[Digikam-users] What is being/will be done about the tags management problem?
Jean-François Rabasse
jean-francois.rabasse at wanadoo.fr
Tue Feb 19 15:00:16 GMT 2013
On Tue, 19 Feb 2013, Marie-Noëlle Augendre wrote:
> The tags synchronization issue has been poisoning the life (OK,
> only the photography workflow ; -) ) of a number of Digikam users
> for several months/years and frequently re-emerge as a subject in
> this mailing-list. As for myself (and I think for some others,
> too) I've gave up long ago to try to manage my tags, and I am
> patiently (more or less) waiting for the situation getting better
> before doing a huge organization of my whole photobase.
>
> Could the developers team tell us how soon the users can expect a
> solution to this blocking problem.
On Tue, 19 Feb 2013, Gilles Caulier wrote:
> The light is here. I'm aware about this problem. As we entry in a
> new students period, i will try to find people to investigate and
> fix it.
Hello,
a few comments about this problem which is - as Marie-Noëlle said -
reccurent on this list.
>From my humble opinion, it's not just a fix to software, it's a
software design strategy. I've been concerned too, for a long time,
with this issue and I had a look at the source code.
The code seems corrects, some design choices may appear more
questionnable.
1. Synchronization of tags between database and images :
When Digikam writes metadata to images (or sidecar files),
the written tagslist is the current database state,
so « export » synchronization is done.
When Digikam re-reads metadata, the tagslist is merged with the
current tags associated to the image. (This is in source file
metadatahub.cpp, in method MetadataHub::loadTags, it's an explicit
merge, new tags are added to the current tags from DB, not a delete
current and replace by new).
And there, « import » synchronization is not effective, the database
doesn't reflect what is into the images XMP sections.
I don't see very well in which use cases this merging is useful,
but why not, if it has been coded that way, it probably is.
But what should be choosen, replace or merge ?
At least, a simple fix could be an option in the metadata folder,
« upon read concat new tags vs. replace all current by new ones ».
And in the code, just a "tagList = loadedTagPaths" instead of merge.
This would guarantee the database reflects correctly what is found
from images and enforce reversible behaviour between « Write metadata »
and « Reread Metadata » .
2. Metadata interchange with other applications : This is another
tags related problems, due to the different tags storing formats.
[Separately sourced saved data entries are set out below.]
use std::sync::Arc;

use log::warn;

use super::EventInfo;
use crate::{errors::PaddockError, provider::SessionProvider};

/// Resolves a season to its chronologically ordered events.
pub struct ScheduleResolver {
    provider: Arc<dyn SessionProvider>,
}

impl ScheduleResolver {
    pub fn new(provider: Arc<dyn SessionProvider>) -> Self {
        Self { provider }
    }

    /// Championship events of `year`, testing excluded, sorted by round.
    pub fn events_for(&self, year: i32) -> Result<Vec<EventInfo>, PaddockError> {
        let mut events = self
            .provider
            .event_schedule(year, false)
            .map_err(|e| {
                warn!("Unable to load the {} event schedule: {}", year, e);
                PaddockError::ScheduleUnavailable { year, source: e }
            })?;
        events.sort_by_key(|e| e.round);
        Ok(events)
    }

    /// The opening event of the season, if the season has any.
    pub fn first_event(&self, year: i32) -> Result<Option<EventInfo>, PaddockError> {
        Ok(self.events_for(year)?.into_iter().next())
    }
}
When Digikam writes metadata, tagslist are saved in several possible
formats, the Digikam format, digiKam:TagsList, the Adobe LightRoom
format, lr:hierarchicalSubject, the Microsoft Photo format,
MicrosoftPhoto.LastKeywordXMP. So, the great thing is that other
applications will get the tags.
When Digikam re-reads metadata, reading is done with a priority
order. Look for Digikam tags, if found keep that. If not found,
look for Microsoft tags. If found keep that. If not found look for
LightRooom tags, etc.
(From source module dmetadata.cpp, method DMetadata::getImageTagsPath)
But this means that if someone tags an image with Digikam, then uses
later another application, e.g. LightRoom, and edit the tags,
when back to Digikam the older tags in Digikam format will be
reloaded, not the newer LightRoom tags.
I just signal that, but it's very difficult to fix at software
level. The only solution I can imagine would be to add into the
digiKam namespace a kind of modification date. Upon read, comparing
that date with the standard xmp:MetadataDate would allow to detect
that another application has been used and that it could be better
to load LightRoom tags first. But it's probably too rare a use case
to be worth the work.
Software can't be magic and letting users know what they do, and
asuming what they do, is probably a simpler strategy.
In conclusion : I really think that tags problem should probably
require more accurate design definitions. What is expected, what do
people do with tags, what should be the expected behaviour, do a
majority of users work with different software and how should be the
interoperability strategy, etc. But clearly, it's not a bug, not at
all. It's design choice, and on the software planet, design changes
should come from requirements changes. IMHO.